use std::path::PathBuf;

use clap::{Args, Parser, Subcommand};

use manifold_core::validation::ValidationKind;
use manifold_plugins::LanguageKey;

#[derive(Parser, Debug, Clone)]
#[command(name = "manifold", version, about = "MANIFOLD workflow descriptor resolver")]
pub struct Cli {
    /// Emit JSON output on stdout.
    #[arg(long, global = true)]
    pub json: bool,

    /// Emit logs as JSON lines on stderr.
    #[arg(long, global = true)]
    pub log_json: bool,

    /// TOML file with resolver limits and preprocessor settings.
    #[arg(long, global = true)]
    pub config: Option<PathBuf>,

    /// Maximum import nesting, overrides the config file.
    #[arg(long, global = true)]
    pub max_depth: Option<usize>,

    /// Maximum characters fetched per call, overrides the config file.
    #[arg(long, global = true)]
    pub max_chars: Option<u64>,

    /// Maximum files fetched per call, overrides the config file.
    #[arg(long, global = true)]
    pub max_files: Option<u64>,

    #[command(subcommand)]
    pub command: Command,
}

/// A descriptor inside a checkout.
#[derive(Args, Debug, Clone)]
pub struct Target {
    /// Checkout directory served as the repository.
    pub dir: PathBuf,

    /// Root descriptor path, relative to the checkout.
    pub root: String,

    /// Language key (`cwl`, `wdl`, `nextflow`, `jupyter/python`, ...).
    /// Inferred from the root's extension when omitted.
    #[arg(long, short)]
    pub language: Option<LanguageKey>,
}

#[derive(Subcommand, Debug, Clone)]
pub enum Command {
    /// List every file the root descriptor reaches.
    Resolve {
        #[command(flatten)]
        target: Target,

        /// Include file contents in JSON output.
        #[arg(long)]
        contents: bool,
    },

    /// Print the dependency graph of a workflow.
    Graph {
        #[command(flatten)]
        target: Target,

        /// Print Cytoscape elements instead of nodes and edges.
        #[arg(long)]
        cytoscape: bool,
    },

    /// Print the tools table of a workflow.
    Tools {
        #[command(flatten)]
        target: Target,
    },

    /// Validate the resolved set as a workflow, tool or test parameter set.
    Validate {
        #[command(flatten)]
        target: Target,

        /// workflow|tool|test-params
        #[arg(long, default_value = "workflow")]
        kind: ValidationKind,
    },

    /// Resolve, describe, graph and validate in one call.
    Index {
        #[command(flatten)]
        target: Target,

        /// workflow|tool|test-params
        #[arg(long, default_value = "workflow")]
        kind: ValidationKind,
    },

    /// List registered languages.
    Languages,

    /// Check the configuration and the handler registry.
    Doctor,
}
::::
▸ Goal of the exercise: Return exactly the lines above from the line that has "characters fetched per call, overrides the config file." through the line that has "extension when omitted.", inclusive, and nothing else.

▸ Reply to the exercise:
    /// Maximum characters fetched per call, overrides the config file.
    #[arg(long, global = true)]
    pub max_chars: Option<u64>,

    /// Maximum files fetched per call, overrides the config file.
    #[arg(long, global = true)]
    pub max_files: Option<u64>,

    #[command(subcommand)]
    pub command: Command,
}

/// A descriptor inside a checkout.
#[derive(Args, Debug, Clone)]
pub struct Target {
    /// Checkout directory served as the repository.
    pub dir: PathBuf,

    /// Root descriptor path, relative to the checkout.
    pub root: String,

    /// Language key (`cwl`, `wdl`, `nextflow`, `jupyter/python`, ...).
    /// Inferred from the root's extension when omitted.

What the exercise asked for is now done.